■ What you are asked to do: Go through the lines below and transcribe each one exactly.

■ Stored data:
================

//! Serialization utilities
//!
//! Conversions between `Value` and `serde_json::Value`.

use crate::types::Value;

/// Convert a value to JSON
pub fn to_json(value: &Value) -> serde_json::Value {
    match value {
        Value::Null => serde_json::Value::Null,
        Value::Boolean(b) => serde_json::Value::Bool(*b),
        Value::Integer(i) => serde_json::Value::from(*i),
        Value::Float(f) => serde_json::Number::from_f64(*f)
            .map(serde_json::Value::Number)
            .unwrap_or(serde_json::Value::Null),
        Value::Text(s) => serde_json::Value::String(s.clone()),
    }
}

/// Convert JSON to a value. Arrays and objects have no scalar form and are
/// kept as their JSON text.
pub fn from_json(value: serde_json::Value) -> Value {
    match value {
        serde_json::Value::Null => Value::Null,
        serde_json::Value::Bool(b) => Value::Boolean(b),
        serde_json::Value::Number(n) => {
            if let Some(i) = n.as_i64() {
                Value::Integer(i)
            } else if let Some(f) = n.as_f64() {
                Value::Float(f)
            } else {
                Value::Text(n.to_string())
            }
        }
        serde_json::Value::String(s) => Value::Text(s),
        other => Value::Text(other.to_string()),
    }
}

/// Convert an ordered record to a JSON object
pub fn record_to_json<'a, I>(record: I) -> serde_json::Map<String, serde_json::Value>
where
    I: IntoIterator<Item = (&'a str, &'a Value)>,
{
    record
        .into_iter()
        .map(|(name, value)| (name.to_string(), to_json(value)))
        .collect()
}

impl From<serde_json::Value> for Value {
    fn from(val: serde_json::Value) -> Self {
        from_json(val)
    }
}

#[cfg(test)]
mod tests {
    use super::*;
    use serde_json::json;

    #[test]
    fn test_json_scalars() {
        assert_eq!(from_json(json!(3)), Value::Integer(3));
        assert_eq!(from_json(json!(0.5)), Value::Float(0.5));
        assert_eq!(from_json(json!("x")), Value::Text("x".into()));
        assert_eq!(from_json(json!(null)), Value::Null);
        assert_eq!(to_json(&Value::Float(f64::NAN)), serde_json::Value::Null);
    }

    #[test]
    fn test_json_compound_kept_as_text() {
        assert_eq!(from_json(json!({"a": 1})), Value::Text("{\"a\":1}".into()));
    }

    #[test]
    fn test_untagged_serde() {
        let values: Vec<Value> = serde_json::from_str(r#"[1, "a", null, true, 1.5]"#).unwrap();
        assert_eq!(
            values,
            vec![
                Value::Integer(1),
                Value::Text("a".into()),
                Value::Null,
                Value::Boolean(true),
                Value::Float(1.5)
            ]
        );
    }
}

================

■ Answer below:
//! Serialization utilities
//!
//! Conversions between `Value` and `serde_json::Value`.

use crate::types::Value;

/// Convert a value to JSON
pub fn to_json(value: &Value) -> serde_json::Value {
    match value {
        Value::Null => serde_json::Value::Null,
        Value::Boolean(b) => serde_json::Value::Bool(*b),
        Value::Integer(i) => serde_json::Value::from(*i),
        Value::Float(f) => serde_json::Number::from_f64(*f)
            .map(serde_json::Value::Number)
            .unwrap_or(serde_json::Value::Null),
        Value::Text(s) => serde_json::Value::String(s.clone()),
    }
}

/// Convert JSON to a value. Arrays and objects have no scalar form and are
/// kept as their JSON text.
pub fn from_json(value: serde_json::Value) -> Value {
    match value {
        serde_json::Value::Null => Value::Null,
        serde_json::Value::Bool(b) => Value::Boolean(b),
        serde_json::Value::Number(n) => {
            if let Some(i) = n.as_i64() {
                Value::Integer(i)
            } else if let Some(f) = n.as_f64() {
                Value::Float(f)
            } else {
                Value::Text(n.to_string())
            }
        }
        serde_json::Value::String(s) => Value::Text(s),
        other => Value::Text(other.to_string()),
    }
}

/// Convert an ordered record to a JSON object
pub fn record_to_json<'a, I>(record: I) -> serde_json::Map<String, serde_json::Value>
where
    I: IntoIterator<Item = (&'a str, &'a Value)>,
{
    record
        .into_iter()
        .map(|(name, value)| (name.to_string(), to_json(value)))
        .collect()
}

impl From<serde_json::Value> for Value {
    fn from(val: serde_json::Value) -> Self {
        from_json(val)
    }
}

#[cfg(test)]
mod tests {
    use super::*;
    use serde_json::json;

    #[test]
    fn test_json_scalars() {
        assert_eq!(from_json(json!(3)), Value::Integer(3));
        assert_eq!(from_json(json!(0.5)), Value::Float(0.5));
        assert_eq!(from_json(json!("x")), Value::Text("x".into()));
        assert_eq!(from_json(json!(null)), Value::Null);
        assert_eq!(to_json(&Value::Float(f64::NAN)), serde_json::Value::Null);
    }

    #[test]
    fn test_json_compound_kept_as_text() {
        assert_eq!(from_json(json!({"a": 1})), Value::Text("{\"a\":1}".into()));
    }

    #[test]
    fn test_untagged_serde() {
        let values: Vec<Value> = serde_json::from_str(r#"[1, "a", null, true, 1.5]"#).unwrap();
        assert_eq!(
            values,
            vec![
                Value::Integer(1),
                Value::Text("a".into()),
                Value::Null,
                Value::Boolean(true),
                Value::Float(1.5)
            ]
        );
    }
}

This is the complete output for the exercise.